Task item: Repeat each entry. Keep every line exactly as it is.

The input:
//! Fonts and text alignment styles shared by the renderer.
//!
//! Draw commands only carry a [`TextSize`] and an [`Align`]; the mapping to
//! real fonts lives here so the layout engine stays free of font types.

use embedded_graphics::{
    mono_font::{MonoFont, ascii::FONT_6X10},
    text::{Alignment, TextStyle, TextStyleBuilder},
};
use profont::{PROFONT_12_POINT, PROFONT_14_POINT, PROFONT_18_POINT};

use crate::layout::{Align, TextSize};

// =============================================================================
// Text Alignment Styles
// =============================================================================

/// Centered text. Gauge values, units, lamp letters.
pub const CENTERED: TextStyle = TextStyleBuilder::new().alignment(Alignment::Center).build();

/// Left-aligned text.
pub const LEFT_ALIGNED: TextStyle = TextStyleBuilder::new().alignment(Alignment::Left).build();

/// Right-aligned text.
pub const RIGHT_ALIGNED: TextStyle = TextStyleBuilder::new().alignment(Alignment::Right).build();

// =============================================================================
// Fonts
// =============================================================================

/// Gauge values (4 characters fit in an 80 px column).
pub const VALUE_FONT: &MonoFont<'static> = &PROFONT_18_POINT;

/// Battery percentage and agile rate.
pub const MEDIUM_FONT: &MonoFont<'static> = &PROFONT_14_POINT;

/// Clock and presence lamp letters.
pub const SMALL_FONT: &MonoFont<'static> = &PROFONT_12_POINT;

/// Unit and caption labels.
pub const LABEL_FONT: &MonoFont<'static> = &FONT_6X10;

/// Font for a draw command text size.
pub const fn font(size: TextSize) -> &'static MonoFont<'static> {
    match size {
        TextSize::Value => VALUE_FONT,
        TextSize::Medium => MEDIUM_FONT,
        TextSize::Small => SMALL_FONT,
        TextSize::Label => LABEL_FONT,
    }
}

/// Text style for a draw command alignment.
pub const fn text_style(align: Align) -> TextStyle {
    match align {
        Align::Left => LEFT_ALIGNED,
        Align::Center => CENTERED,
        Align::Right => RIGHT_ALIGNED,
    }
}

#[cfg(test)]
mod tests {
    use super::*;

    #[test]
    fn test_value_font_fits_column() {
        let width = VALUE_FONT.character_size.width * 4;
        assert!(width < 80, "four value characters must fit a gauge column, got {width}");
    }

    #[test]
    fn test_sizes_strictly_shrink() {
        let heights = [TextSize::Value, TextSize::Medium, TextSize::Small, TextSize::Label]
            .map(|size| font(size).character_size.height);
        assert!(heights.windows(2).all(|w| w[0] > w[1]), "heights: {heights:?}");
    }
}
//! Fetch status indicator: a small square in the top-right corner.

use embedded_graphics::pixelcolor::Rgb565;

use crate::{
    colors,
    layout::{DrawCommand, spec::StatusSpec},
};

#[derive(Clone, Copy, Debug, PartialEq, Eq)]
#[cfg_attr(feature = "defmt", derive(defmt::Format))]
pub enum StatusIndicator {
    /// Fetch in progress.
    Checking,
    /// Reading accepted (the square blends into the background).
    Ok,
    /// Reading fetched but rejected by validation.
    Invalid,
    /// Fetch failed or returned no data.
    Failed,
}

impl StatusIndicator {
    pub const fn color(self) -> Rgb565 {
        match self {
            Self::Checking => colors::STATUS_CHECKING,
            Self::Ok => colors::STATUS_OK,
            Self::Invalid => colors::STATUS_INVALID,
            Self::Failed => colors::STATUS_FAILED,
        }
    }

    pub fn command(
        self,
        spec: &StatusSpec,
    ) -> DrawCommand {
        DrawCommand::FillRect { top_left: spec.top_left, size: spec.size, color: self.color() }
    }
}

Written answer:
//! Fonts and text alignment styles shared by the renderer.
//!
//! Draw commands only carry a [`TextSize`] and an [`Align`]; the mapping to
//! real fonts lives here so the layout engine stays free of font types.

use embedded_graphics::{
    mono_font::{MonoFont, ascii::FONT_6X10},
    text::{Alignment, TextStyle, TextStyleBuilder},
};
use profont::{PROFONT_12_POINT, PROFONT_14_POINT, PROFONT_18_POINT};

use crate::layout::{Align, TextSize};

// =============================================================================
// Text Alignment Styles
// =============================================================================

/// Centered text. Gauge values, units, lamp letters.
pub const CENTERED: TextStyle = TextStyleBuilder::new().alignment(Alignment::Center).build();

/// Left-aligned text.
pub const LEFT_ALIGNED: TextStyle = TextStyleBuilder::new().alignment(Alignment::Left).build();

/// Right-aligned text.
pub const RIGHT_ALIGNED: TextStyle = TextStyleBuilder::new().alignment(Alignment::Right).build();

// =============================================================================
// Fonts
// =============================================================================

/// Gauge values (4 characters fit in an 80 px column).
pub const VALUE_FONT: &MonoFont<'static> = &PROFONT_18_POINT;

/// Battery percentage and agile rate.
pub const MEDIUM_FONT: &MonoFont<'static> = &PROFONT_14_POINT;

/// Clock and presence lamp letters.
pub const SMALL_FONT: &MonoFont<'static> = &PROFONT_12_POINT;

/// Unit and caption labels.
pub const LABEL_FONT: &MonoFont<'static> = &FONT_6X10;

/// Font for a draw command text size.
pub const fn font(size: TextSize) -> &'static MonoFont<'static> {
    match size {
        TextSize::Value => VALUE_FONT,
        TextSize::Medium => MEDIUM_FONT,
        TextSize::Small => SMALL_FONT,
        TextSize::Label => LABEL_FONT,
    }
}

/// Text style for a draw command alignment.
pub const fn text_style(align: Align) -> TextStyle {
    match align {
        Align::Left => LEFT_ALIGNED,
        Align::Center => CENTERED,
        Align::Right => RIGHT_ALIGNED,
    }
}

#[cfg(test)]
mod tests {
    use super::*;

    #[test]
    fn test_value_font_fits_column() {
        let width = VALUE_FONT.character_size.width * 4;
        assert!(width < 80, "four value characters must fit a gauge column, got {width}");
    }

    #[test]
    fn test_sizes_strictly_shrink() {
        let heights = [TextSize::Value, TextSize::Medium, TextSize::Small, TextSize::Label]
            .map(|size| font(size).character_size.height);
        assert!(heights.windows(2).all(|w| w[0] > w[1]), "heights: {heights:?}");
    }
}
//! Fetch status indicator: a small square in the top-right corner.

use embedded_graphics::pixelcolor::Rgb565;

use crate::{
    colors,
    layout::{DrawCommand, spec::StatusSpec},
};

#[derive(Clone, Copy, Debug, PartialEq, Eq)]
#[cfg_attr(feature = "defmt", derive(defmt::Format))]
pub enum StatusIndicator {
    /// Fetch in progress.
    Checking,
    /// Reading accepted (the square blends into the background).
    Ok,
    /// Reading fetched but rejected by validation.
    Invalid,
    /// Fetch failed or returned no data.
    Failed,
}

impl StatusIndicator {
    pub const fn color(self) -> Rgb565 {
        match self {
            Self::Checking => colors::STATUS_CHECKING,
            Self::Ok => colors::STATUS_OK,
            Self::Invalid => colors::STATUS_INVALID,
            Self::Failed => colors::STATUS_FAILED,
        }
    }

    pub fn command(
        self,
        spec: &StatusSpec,
    ) -> DrawCommand {
        DrawCommand::FillRect { top_left: spec.top_left, size: spec.size, color: self.color() }
    }
}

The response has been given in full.